Ein Rhader zeigt sich beeindruckt über das EU-Engagement von Dr. Tobias Cremer
WWW.TOBIAS-CREMER.EU
EUROPABUERO@TOBIAS-CREMER.EU
Veröffentlicht am 21.10.2025
Europa Die EU und ihr fortwährender Selbstbetrug
Angeblich sind wir weltweit mit 27 Mitgliedsländern und zahlreichen Staaten, mit denen zusätzlich bilaterale Abkommen geschlossen wurden, der größte Wirtschaftsraum - weltweit. Wir hören ununterbrochen, dass wir uns deshalb locker zwischen den Blöcken USA und China behaupten können. Voraussetzung ist, dass die EU der 27 sich einig ist. Und genau hier beginnt das Dilemma.
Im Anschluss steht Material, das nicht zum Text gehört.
//! Consent log and the cascade that follows a withdrawal.
//!
//! Every decision is appended to the event log; the per-client state
//! document is then updated in one atomic write. Withdrawing marketing
//! consent suppresses marketing email to the client and cancels their
//! pending lead follow-ups. Withdrawing data-processing consent withdraws
//! every category.

use std::sync::Arc;
use thiserror::Error;
use tracing::instrument;
use vault_notify::NotificationService;
use vault_storage::{QueryFilter, StorageError, StorageService};
use vault_types::{
	current_timestamp, truncate_id, ConsentAction, ConsentCategory, ConsentEvent, ConsentState,
	FollowUpStatus, LeadFollowUp, StorageKey,
};

#[derive(Debug, Error)]
pub enum ConsentError {
	#[error("Storage error: {0}")]
	Storage(#[from] StorageError),
	#[error("Client {0} has not granted marketing consent")]
	MarketingNotGranted(String),
}

pub struct ConsentService {
	storage: Arc<StorageService>,
	notifications: Arc<NotificationService>,
}

impl ConsentService {
	pub fn new(storage: Arc<StorageService>, notifications: Arc<NotificationService>) -> Self {
		Self {
			storage,
			notifications,
		}
	}

	/// Records a consent decision and applies its effects.
	#[instrument(skip_all, fields(client_id = %truncate_id(client_id), category = %category))]
	pub async fn record(
		&self,
		client_id: &str,
		email: &str,
		category: ConsentCategory,
		action: ConsentAction,
		source: &str,
	) -> Result<ConsentState, ConsentError> {
		let now = current_timestamp();
		let event = ConsentEvent {
			id: uuid::Uuid::new_v4().to_string(),
			client_id: client_id.to_string(),
			category,
			action,
			source: source.to_string(),
			at: now,
		};
		self.storage
			.insert_new(StorageKey::ConsentEvents.as_str(), &event.id, &event, None)
			.await?;

		let granted = action == ConsentAction::Granted;
		let withdraws_marketing = !granted
			&& matches!(
				category,
				ConsentCategory::Marketing | ConsentCategory::DataProcessing
			);
		let state = self
			.storage
			.upsert(
				StorageKey::ConsentStates.as_str(),
				client_id,
				|| ConsentState {
					client_id: client_id.to_string(),
					..Default::default()
				},
				|state: &mut ConsentState| {
					if !email.is_empty() {
						state.email = email.to_string();
					}
					if category == ConsentCategory::DataProcessing && !granted {
						for category in ConsentCategory::all() {
							state.set(category, false);
						}
					} else {
						state.set(category, granted);
					}
					if withdraws_marketing {
						state.marketing_suppressed = true;
					} else if granted && category == ConsentCategory::Marketing {
						state.marketing_suppressed = false;
					}
					state.updated_at = now;
					Ok::<(), StorageError>(())
				},
			)
			.await?;

		if withdraws_marketing && !state.email.is_empty() {
			self.notifications.suppress(&state.email).await;
			let cancelled = self.cancel_follow_ups(client_id).await?;
			tracing::info!(cancelled, "Marketing consent withdrawn");
		} else if state.marketing && category == ConsentCategory::Marketing {
			self.notifications.unsuppress(&state.email).await;
		}
		Ok(state)
	}

	pub async fn state(&self, client_id: &str) -> Result<Option<ConsentState>, ConsentError> {
		Ok(self
			.storage
			.find(StorageKey::ConsentStates.as_str(), client_id)
			.await?)
	}

	/// The client's consent log, oldest first.
	pub async fn events(&self, client_id: &str) -> Result<Vec<ConsentEvent>, ConsentError> {
		let mut events: Vec<ConsentEvent> = self
			.storage
			.query(
				StorageKey::ConsentEvents.as_str(),
				QueryFilter::Equals("client_id".to_string(), serde_json::json!(client_id)),
			)
			.await?
			.into_iter()
			.map(|(_, event)| event)
			.collect();
		events.sort_by(|a, b| a.at.cmp(&b.at).then_with(|| a.id.cmp(&b.id)));
		Ok(events)
	}

	/// Schedules a lead-nurture email. Requires marketing consent.
	pub async fn schedule_follow_up(
		&self,
		client_id: &str,
		template: &str,
		scheduled_at: u64,
	) -> Result<LeadFollowUp, ConsentError> {
		let state = self
			.state(client_id)
			.await?
			.filter(|s| s.marketing && !s.email.is_empty())
			.ok_or_else(|| ConsentError::MarketingNotGranted(client_id.to_string()))?;

		let follow_up = LeadFollowUp {
			id: uuid::Uuid::new_v4().to_string(),
			client_id: client_id.to_string(),
			email: state.email,
			template: template.to_string(),
			scheduled_at,
			status: FollowUpStatus::Pending,
		};
		self.storage
			.insert_new(
				StorageKey::LeadFollowUps.as_str(),
				&follow_up.id,
				&follow_up,
				None,
			)
			.await?;
		Ok(follow_up)
	}

	/// Cancels every pending follow-up for the client.
	pub async fn cancel_follow_ups(&self, client_id: &str) -> Result<usize, ConsentError> {
		let pending: Vec<(String, LeadFollowUp)> = self
			.storage
			.query(
				StorageKey::LeadFollowUps.as_str(),
				QueryFilter::Equals("client_id".to_string(), serde_json::json!(client_id)),
			)
			.await?;

		let mut cancelled = 0;
		for (id, follow_up) in pending {
			if follow_up.status != FollowUpStatus::Pending {
				continue;
			}
			self.storage
				.modify(
					StorageKey::LeadFollowUps.as_str(),
					&id,
					|f: &mut LeadFollowUp| {
						if f.status == FollowUpStatus::Pending {
							f.status = FollowUpStatus::Cancelled;
							cancelled += 1;
						}
						Ok::<(), StorageError>(())
					},
				)
				.await?;
		}
		Ok(cancelled)
	}

	/// Addresses whose marketing consent was withdrawn, for rebuilding the
	/// suppression list at startup.
	pub async fn suppressed_emails(&self) -> Result<Vec<String>, ConsentError> {
		let states: Vec<(String, ConsentState)> = self
			.storage
			.query(
				StorageKey::ConsentStates.as_str(),
				QueryFilter::Equals(
					"marketing_suppressed".to_string(),
					serde_json::json!(true),
				),
			)
			.await?;
		Ok(states
			.into_iter()
			.map(|(_, state)| state.email)
			.filter(|email| !email.is_empty())
			.collect())
	}
}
Die Gemeinsamkeit ist im Laufe der Jahre unter den kleinsten gemeinsamen Nenner gesunken. Es ist für alle erkennbar, dass weder die unterschriebenen Werte gelebt, noch die im Namen aller geschlossenen Wirtschaftsverträge eingehalten werden. Statt Solidarität wird Rosinenpickerei gepflegt. Schlechte Voraussetzungen, um am Verhandlungstisch auf Augenhöhe zu agieren. Das wurde jetzt vom selbst ernannten König der Dealmaker, Trump, brutal ausgenutzt. Die Schleimerei der letzten Monate, an denen sich viele Staatsoberhäupter aus Europa und darüberhinaus erniedrigend übertrafen, hat ihren vorläufigen Höhepunkt auf einem Golfplatz des „amerikanischen Sonnenkönigs“ in Schottland erreicht. Die Präsidentin der europäischen Kommission, die uns permanent hat weismachen wollen, dass wir auf ungerechtfertigte US-Zölle mit harten Gegenzöllen antworten werden, ist vor den Augen der Weltöffentlichkeit eingeknickt. Zurück bleiben leere Worte. Dieser Selbstbetrug an Realitätseinschätzung ist auch ein Betrug an den 448 Millionen Einwohnern der EU. Statt peinlichem Schweigen, tiefer Ratlosigkeit und offenem Fremdschämen muss erstens der Selbstbetrug eingestanden werden, um dann, zweitens, Europa neu zu erfinden. Aktuell werden wir durch ein tiefes politisches und wirtschaftliches Tal gehen müssen.